Collected data entries:
^^^^^^^^

//! Boundary to the peer-to-peer swarm that supplies file bytes
//!
//! The swarm layer owns peer discovery, piece selection and download scheduling.
//! This module only describes what the file access adapter consumes from it:
//! a published file list, per-file byte-range streams, download selection, and
//! a single "metadata ready" notification.

pub mod specifier;

use std::fmt;
use std::ops::RangeInclusive;
use std::pin::Pin;
use std::sync::Arc;

use async_trait::async_trait;
use bytes::Bytes;
use futures::Stream;
use tokio::sync::oneshot;

pub use specifier::{MagnetLink, TorrentSpecifier};

/// SHA-1 hash identifying a unique torrent.
///
/// 20-byte SHA-1 hash of the info dictionary from a torrent file.
#[derive(Debug, Clone, Copy, PartialEq, Eq, Hash)]
pub struct InfoHash([u8; 20]);

impl InfoHash {
    /// Creates InfoHash from 20-byte SHA-1 hash.
    pub fn new(hash: [u8; 20]) -> Self {
        Self(hash)
    }

    /// Returns reference to underlying 20-byte hash.
    pub fn as_bytes(&self) -> &[u8; 20] {
        &self.0
    }

    /// Parses a 40 character hex string.
    ///
    /// # Errors
    /// - `SwarmError::InvalidSpecifier` - Wrong length or non-hex characters
    pub fn from_hex(hash_str: &str) -> Result<Self, SwarmError> {
        if hash_str.len() != 40 {
            return Err(SwarmError::InvalidSpecifier {
                reason: format!("Invalid hash length: {} (expected 40)", hash_str.len()),
            });
        }

        let mut hash = [0u8; 20];
        hex::decode_to_slice(hash_str, &mut hash).map_err(|e| SwarmError::InvalidSpecifier {
            reason: format!("Invalid hex in hash {hash_str}: {e}"),
        })?;
        Ok(Self(hash))
    }
}

impl fmt::Display for InfoHash {
    fn fmt(&self, f: &mut fmt::Formatter<'_>) -> fmt::Result {
        for byte in &self.0 {
            write!(f, "{byte:02x}")?;
        }
        Ok(())
    }
}

/// Failures reported by the swarm collaborator.
#[derive(Debug, Clone, thiserror::Error)]
pub enum SwarmError {
    #[error("Invalid torrent specifier: {reason}")]
    InvalidSpecifier { reason: String },

    #[error("Torrent {info_hash} not found")]
    TorrentNotFound { info_hash: InfoHash },

    #[error("Stream for {path} failed: {reason}")]
    StreamFailed { path: String, reason: String },

    #[error("Swarm client has shut down")]
    ClientShutdown,
}

/// Chunked byte stream over a file range, in file order.
pub type ByteStream = Pin<Box<dyn Stream<Item = Result<Bytes, SwarmError>> + Send>>;

/// One file inside a swarm session.
///
/// Handles are owned by the swarm layer; the adapter keeps shared references
/// for as long as a file is open.
pub trait SwarmFile: Send + Sync {
    /// Path of the file inside the torrent, stable for the session lifetime.
    fn path(&self) -> &str;

    /// Total size in bytes. Only meaningful once the session is ready.
    fn length(&self) -> u64;

    /// Opens a sequential stream over the inclusive byte range.
    ///
    /// Chunks may have any size. A range reaching past the end of the file
    /// yields the bytes that exist and then ends.
    fn create_read_stream(&self, range: RangeInclusive<u64>) -> ByteStream;

    /// Asks the swarm to start fetching this file's pieces.
    fn select(&self);

    /// Asks the swarm to stop fetching this file's pieces. Best-effort.
    fn deselect(&self);
}

/// A single torrent session inside the swarm.
pub trait Swarm: Send + Sync {
    /// Identifier of the torrent this session downloads.
    fn info_hash(&self) -> InfoHash;

    /// Whether the file list and lengths are already known.
    fn is_ready(&self) -> bool;

    /// Registers the one-shot notification fired when metadata becomes known.
    ///
    /// Implementations fire the sender at most once. A dropped receiver must be
    /// tolerated.
    fn notify_ready(&self, notifier: oneshot::Sender<()>);

    /// Published file list in torrent order. Empty until ready.
    fn files(&self) -> Vec<Arc<dyn SwarmFile>>;
}

/// Client able to create new torrent sessions.
#[async_trait]
pub trait SwarmClient: Send + Sync {
    /// Adds a torrent and returns its session.
    ///
    /// The returned session need not be ready yet.
    ///
    /// # Errors
    /// - `SwarmError::InvalidSpecifier` - Torrent cannot be identified
    /// - `SwarmError::ClientShutdown` - Client no longer accepts torrents
    async fn add(&self, torrent: TorrentSpecifier) -> Result<Arc<dyn Swarm>, SwarmError>;

    /// Removes a session previously created through `add`.
    async fn remove(&self, info_hash: InfoHash);
}

/// Where the adapter obtains its swarm session from.
///
/// Only `New` makes the adapter the owner of the session, which is what allows
/// it to deselect files and remove the session on shutdown.
pub enum SwarmSource {
    /// Wrap a session someone else created and keeps ownership of.
    Existing(Arc<dyn Swarm>),
    /// Create a session through the client and own it.
    New {
        client: Arc<dyn SwarmClient>,
        torrent: TorrentSpecifier,
    },
}

impl fmt::Debug for SwarmSource {
    fn fmt(&self, f: &mut fmt::Formatter<'_>) -> fmt::Result {
        match self {
            SwarmSource::Existing(swarm) => f
                .debug_tuple("Existing")
                .field(&swarm.info_hash())
                .finish(),
            SwarmSource::New { torrent, .. } => {
                f.debug_struct("New").field("torrent", torrent).finish()
            }
        }
    }
}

^^^^^^^^

▶ Work order
Type out the records above again, exactly the same.

▶ Output of the task
//! Boundary to the peer-to-peer swarm that supplies file bytes
//!
//! The swarm layer owns peer discovery, piece selection and download scheduling.
//! This module only describes what the file access adapter consumes from it:
//! a published file list, per-file byte-range streams, download selection, and
//! a single "metadata ready" notification.

pub mod specifier;

use std::fmt;
use std::ops::RangeInclusive;
use std::pin::Pin;
use std::sync::Arc;

use async_trait::async_trait;
use bytes::Bytes;
use futures::Stream;
use tokio::sync::oneshot;

pub use specifier::{MagnetLink, TorrentSpecifier};

/// SHA-1 hash identifying a unique torrent.
///
/// 20-byte SHA-1 hash of the info dictionary from a torrent file.
#[derive(Debug, Clone, Copy, PartialEq, Eq, Hash)]
pub struct InfoHash([u8; 20]);

impl InfoHash {
    /// Creates InfoHash from 20-byte SHA-1 hash.
    pub fn new(hash: [u8; 20]) -> Self {
        Self(hash)
    }

    /// Returns reference to underlying 20-byte hash.
    pub fn as_bytes(&self) -> &[u8; 20] {
        &self.0
    }

    /// Parses a 40 character hex string.
    ///
    /// # Errors
    /// - `SwarmError::InvalidSpecifier` - Wrong length or non-hex characters
    pub fn from_hex(hash_str: &str) -> Result<Self, SwarmError> {
        if hash_str.len() != 40 {
            return Err(SwarmError::InvalidSpecifier {
                reason: format!("Invalid hash length: {} (expected 40)", hash_str.len()),
            });
        }

        let mut hash = [0u8; 20];
        hex::decode_to_slice(hash_str, &mut hash).map_err(|e| SwarmError::InvalidSpecifier {
            reason: format!("Invalid hex in hash {hash_str}: {e}"),
        })?;
        Ok(Self(hash))
    }
}

impl fmt::Display for InfoHash {
    fn fmt(&self, f: &mut fmt::Formatter<'_>) -> fmt::Result {
        for byte in &self.0 {
            write!(f, "{byte:02x}")?;
        }
        Ok(())
    }
}

/// Failures reported by the swarm collaborator.
#[derive(Debug, Clone, thiserror::Error)]
pub enum SwarmError {
    #[error("Invalid torrent specifier: {reason}")]
    InvalidSpecifier { reason: String },

    #[error("Torrent {info_hash} not found")]
    TorrentNotFound { info_hash: InfoHash },

    #[error("Stream for {path} failed: {reason}")]
    StreamFailed { path: String, reason: String },

    #[error("Swarm client has shut down")]
    ClientShutdown,
}

/// Chunked byte stream over a file range, in file order.
pub type ByteStream = Pin<Box<dyn Stream<Item = Result<Bytes, SwarmError>> + Send>>;

/// One file inside a swarm session.
///
/// Handles are owned by the swarm layer; the adapter keeps shared references
/// for as long as a file is open.
pub trait SwarmFile: Send + Sync {
    /// Path of the file inside the torrent, stable for the session lifetime.
    fn path(&self) -> &str;

    /// Total size in bytes. Only meaningful once the session is ready.
    fn length(&self) -> u64;

    /// Opens a sequential stream over the inclusive byte range.
    ///
    /// Chunks may have any size. A range reaching past the end of the file
    /// yields the bytes that exist and then ends.
    fn create_read_stream(&self, range: RangeInclusive<u64>) -> ByteStream;

    /// Asks the swarm to start fetching this file's pieces.
    fn select(&self);

    /// Asks the swarm to stop fetching this file's pieces. Best-effort.
    fn deselect(&self);
}

/// A single torrent session inside the swarm.
pub trait Swarm: Send + Sync {
    /// Identifier of the torrent this session downloads.
    fn info_hash(&self) -> InfoHash;

    /// Whether the file list and lengths are already known.
    fn is_ready(&self) -> bool;

    /// Registers the one-shot notification fired when metadata becomes known.
    ///
    /// Implementations fire the sender at most once. A dropped receiver must be
    /// tolerated.
    fn notify_ready(&self, notifier: oneshot::Sender<()>);

    /// Published file list in torrent order. Empty until ready.
    fn files(&self) -> Vec<Arc<dyn SwarmFile>>;
}

/// Client able to create new torrent sessions.
#[async_trait]
pub trait SwarmClient: Send + Sync {
    /// Adds a torrent and returns its session.
    ///
    /// The returned session need not be ready yet.
    ///
    /// # Errors
    /// - `SwarmError::InvalidSpecifier` - Torrent cannot be identified
    /// - `SwarmError::ClientShutdown` - Client no longer accepts torrents
    async fn add(&self, torrent: TorrentSpecifier) -> Result<Arc<dyn Swarm>, SwarmError>;

    /// Removes a session previously created through `add`.
    async fn remove(&self, info_hash: InfoHash);
}

/// Where the adapter obtains its swarm session from.
///
/// Only `New` makes the adapter the owner of the session, which is what allows
/// it to deselect files and remove the session on shutdown.
pub enum SwarmSource {
    /// Wrap a session someone else created and keeps ownership of.
    Existing(Arc<dyn Swarm>),
    /// Create a session through the client and own it.
    New {
        client: Arc<dyn SwarmClient>,
        torrent: TorrentSpecifier,
    },
}

impl fmt::Debug for SwarmSource {
    fn fmt(&self, f: &mut fmt::Formatter<'_>) -> fmt::Result {
        match self {
            SwarmSource::Existing(swarm) => f
                .debug_tuple("Existing")
                .field(&swarm.info_hash())
                .finish(),
            SwarmSource::New { torrent, .. } => {
                f.debug_struct("New").field("torrent", torrent).finish()
            }
        }
    }
}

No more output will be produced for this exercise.